▶ Exercise
Copy out every line holding the string "Option" from the records below.

Dataset Start Marker

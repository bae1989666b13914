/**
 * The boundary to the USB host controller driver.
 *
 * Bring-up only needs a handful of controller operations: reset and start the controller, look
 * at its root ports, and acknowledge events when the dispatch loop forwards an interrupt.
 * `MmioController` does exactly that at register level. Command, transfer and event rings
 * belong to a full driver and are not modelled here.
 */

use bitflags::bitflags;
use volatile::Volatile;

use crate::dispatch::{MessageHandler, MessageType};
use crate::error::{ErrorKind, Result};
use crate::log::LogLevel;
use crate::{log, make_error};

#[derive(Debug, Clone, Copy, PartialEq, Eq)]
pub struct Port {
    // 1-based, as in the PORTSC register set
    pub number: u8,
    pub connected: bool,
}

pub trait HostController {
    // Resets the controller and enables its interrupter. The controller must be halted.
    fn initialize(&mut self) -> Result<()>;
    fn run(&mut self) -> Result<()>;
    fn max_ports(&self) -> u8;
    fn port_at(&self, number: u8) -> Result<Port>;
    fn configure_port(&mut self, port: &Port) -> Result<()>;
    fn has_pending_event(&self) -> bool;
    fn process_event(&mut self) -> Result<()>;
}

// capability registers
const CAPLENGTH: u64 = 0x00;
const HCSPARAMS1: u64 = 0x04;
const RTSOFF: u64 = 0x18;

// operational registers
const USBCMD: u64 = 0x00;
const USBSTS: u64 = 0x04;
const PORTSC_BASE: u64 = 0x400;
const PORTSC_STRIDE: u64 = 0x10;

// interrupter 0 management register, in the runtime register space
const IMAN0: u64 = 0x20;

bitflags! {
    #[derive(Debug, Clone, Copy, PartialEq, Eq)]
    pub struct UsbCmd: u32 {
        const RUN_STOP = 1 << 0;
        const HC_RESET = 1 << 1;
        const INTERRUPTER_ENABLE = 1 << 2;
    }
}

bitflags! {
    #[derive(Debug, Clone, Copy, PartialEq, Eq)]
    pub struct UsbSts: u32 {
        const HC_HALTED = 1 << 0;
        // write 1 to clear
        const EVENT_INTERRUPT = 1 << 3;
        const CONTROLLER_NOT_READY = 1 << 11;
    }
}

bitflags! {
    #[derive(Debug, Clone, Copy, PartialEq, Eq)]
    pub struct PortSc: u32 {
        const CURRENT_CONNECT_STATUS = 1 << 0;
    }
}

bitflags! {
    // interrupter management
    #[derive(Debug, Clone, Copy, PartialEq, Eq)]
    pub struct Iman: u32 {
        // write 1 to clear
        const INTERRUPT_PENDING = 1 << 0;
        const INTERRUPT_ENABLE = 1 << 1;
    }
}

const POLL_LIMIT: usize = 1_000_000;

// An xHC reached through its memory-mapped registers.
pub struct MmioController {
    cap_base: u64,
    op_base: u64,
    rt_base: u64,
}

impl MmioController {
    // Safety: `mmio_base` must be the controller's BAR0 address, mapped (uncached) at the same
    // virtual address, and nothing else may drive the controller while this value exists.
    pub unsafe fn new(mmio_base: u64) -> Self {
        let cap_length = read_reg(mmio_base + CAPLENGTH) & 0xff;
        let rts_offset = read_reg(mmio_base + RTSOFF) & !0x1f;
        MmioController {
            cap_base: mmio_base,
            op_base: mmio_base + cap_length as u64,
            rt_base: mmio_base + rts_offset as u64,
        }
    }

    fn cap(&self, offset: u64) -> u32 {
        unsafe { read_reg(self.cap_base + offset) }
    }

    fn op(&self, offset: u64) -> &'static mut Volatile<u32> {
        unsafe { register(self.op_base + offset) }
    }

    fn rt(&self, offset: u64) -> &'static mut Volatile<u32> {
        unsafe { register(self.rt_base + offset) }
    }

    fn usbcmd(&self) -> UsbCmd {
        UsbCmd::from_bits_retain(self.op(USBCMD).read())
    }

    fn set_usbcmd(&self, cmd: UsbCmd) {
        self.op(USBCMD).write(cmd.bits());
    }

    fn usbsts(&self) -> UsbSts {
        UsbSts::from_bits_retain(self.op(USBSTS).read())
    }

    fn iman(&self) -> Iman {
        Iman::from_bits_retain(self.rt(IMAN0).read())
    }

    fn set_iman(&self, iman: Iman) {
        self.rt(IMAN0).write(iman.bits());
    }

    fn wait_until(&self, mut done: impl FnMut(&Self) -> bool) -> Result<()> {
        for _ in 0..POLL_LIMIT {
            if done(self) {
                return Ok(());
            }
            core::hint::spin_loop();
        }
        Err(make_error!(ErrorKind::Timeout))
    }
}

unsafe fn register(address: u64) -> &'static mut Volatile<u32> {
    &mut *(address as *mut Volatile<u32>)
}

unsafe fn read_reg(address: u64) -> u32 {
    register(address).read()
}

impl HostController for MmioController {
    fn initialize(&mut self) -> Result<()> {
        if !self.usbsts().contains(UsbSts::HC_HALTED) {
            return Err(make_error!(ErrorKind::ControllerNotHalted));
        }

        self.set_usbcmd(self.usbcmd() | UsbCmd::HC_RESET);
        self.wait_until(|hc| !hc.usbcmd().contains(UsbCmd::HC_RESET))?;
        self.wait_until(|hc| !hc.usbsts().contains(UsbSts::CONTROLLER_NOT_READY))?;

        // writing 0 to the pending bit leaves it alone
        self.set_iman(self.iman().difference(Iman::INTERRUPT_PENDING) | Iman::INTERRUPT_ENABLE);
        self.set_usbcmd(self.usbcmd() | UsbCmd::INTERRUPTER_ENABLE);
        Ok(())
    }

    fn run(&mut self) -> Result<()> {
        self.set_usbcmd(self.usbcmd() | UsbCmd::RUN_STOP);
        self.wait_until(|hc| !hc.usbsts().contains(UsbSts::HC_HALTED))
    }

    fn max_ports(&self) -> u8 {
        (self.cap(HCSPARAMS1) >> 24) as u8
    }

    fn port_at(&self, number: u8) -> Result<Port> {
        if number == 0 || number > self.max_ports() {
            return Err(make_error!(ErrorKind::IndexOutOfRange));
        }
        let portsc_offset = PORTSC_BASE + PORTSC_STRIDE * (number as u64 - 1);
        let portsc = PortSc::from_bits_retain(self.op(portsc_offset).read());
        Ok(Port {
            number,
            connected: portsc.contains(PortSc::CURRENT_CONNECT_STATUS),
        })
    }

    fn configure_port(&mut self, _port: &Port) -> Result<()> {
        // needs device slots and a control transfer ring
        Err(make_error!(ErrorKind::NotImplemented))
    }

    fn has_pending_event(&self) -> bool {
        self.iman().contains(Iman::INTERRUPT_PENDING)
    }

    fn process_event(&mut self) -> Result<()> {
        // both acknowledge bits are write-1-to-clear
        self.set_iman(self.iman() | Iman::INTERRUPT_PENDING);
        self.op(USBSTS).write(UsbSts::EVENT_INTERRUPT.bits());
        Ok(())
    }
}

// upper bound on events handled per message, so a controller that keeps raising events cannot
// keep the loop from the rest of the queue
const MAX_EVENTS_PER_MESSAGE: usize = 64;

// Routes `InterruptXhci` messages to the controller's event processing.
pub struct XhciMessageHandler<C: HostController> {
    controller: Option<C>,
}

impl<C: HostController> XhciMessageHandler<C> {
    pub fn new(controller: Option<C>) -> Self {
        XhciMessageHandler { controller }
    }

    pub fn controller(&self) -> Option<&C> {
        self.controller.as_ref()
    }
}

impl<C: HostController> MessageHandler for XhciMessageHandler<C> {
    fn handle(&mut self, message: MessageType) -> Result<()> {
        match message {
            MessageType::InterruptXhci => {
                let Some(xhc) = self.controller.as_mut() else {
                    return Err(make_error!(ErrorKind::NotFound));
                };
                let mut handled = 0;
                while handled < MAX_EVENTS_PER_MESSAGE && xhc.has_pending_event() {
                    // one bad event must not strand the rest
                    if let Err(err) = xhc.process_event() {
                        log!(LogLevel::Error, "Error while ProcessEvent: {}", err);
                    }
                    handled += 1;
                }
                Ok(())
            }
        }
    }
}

Dataset End Marker

▶ Output below
    controller: Option<C>,
    pub fn new(controller: Option<C>) -> Self {
    pub fn controller(&self) -> Option<&C> {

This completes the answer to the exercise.